▸ WHAT TO DO
Please return all of the entries below exactly as they are written.

****

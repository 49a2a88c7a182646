//! A passive, read-only decoder for the Photon binary UDP protocol spoken by
//! a target game server: command reassembly, typed parameter decoding, and a
//! registry for binding decoded operations/events to caller-declared record
//! types.
//!
//! A host constructs one [`pipeline::PhotonPipeline`], registers
//! [`registry::RecordDescriptor`]s and listeners on its
//! [`registry::TypeRegistry`], then feeds it [`protocol::command::Command`]s
//! parsed from captured datagrams — see [`capture`] for a `pcap`-backed
//! driver that does this end to end.

#![warn(
    anonymous_parameters,
    missing_copy_implementations,
    missing_debug_implementations,
    nonstandard_style,
    rust_2018_idioms,
    single_use_lifetimes,
    trivial_casts,
    trivial_numeric_casts,
    unreachable_pub,
    unused_extern_crates,
    unused_qualifications,
    variant_size_differences
)]

pub mod capture;
pub mod pipeline;
pub mod protocol;
pub mod registry;

pub use pipeline::PhotonPipeline;
pub use registry::{RecordDescriptor, TypeRegistry};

****

▸ EXERCISE RESPONSE
repository 49a2a88c7a182646
//! A passive, read-only decoder for the Photon binary UDP protocol spoken by
//! a target game server: command reassembly, typed parameter decoding, and a
//! registry for binding decoded operations/events to caller-declared record
//! types.
//!
//! A host constructs one [`pipeline::PhotonPipeline`], registers
//! [`registry::RecordDescriptor`]s and listeners on its
//! [`registry::TypeRegistry`], then feeds it [`protocol::command::Command`]s
//! parsed from captured datagrams — see [`capture`] for a `pcap`-backed
//! driver that does this end to end.

#![warn(
    anonymous_parameters,
    missing_copy_implementations,
    missing_debug_implementations,
    nonstandard_style,
    rust_2018_idioms,
    single_use_lifetimes,
    trivial_casts,
    trivial_numeric_casts,
    unreachable_pub,
    unused_extern_crates,
    unused_qualifications,
    variant_size_differences
)]

pub mod capture;
pub mod pipeline;
pub mod protocol;
pub mod registry;

pub use pipeline::PhotonPipeline;
pub use registry::{RecordDescriptor, TypeRegistry};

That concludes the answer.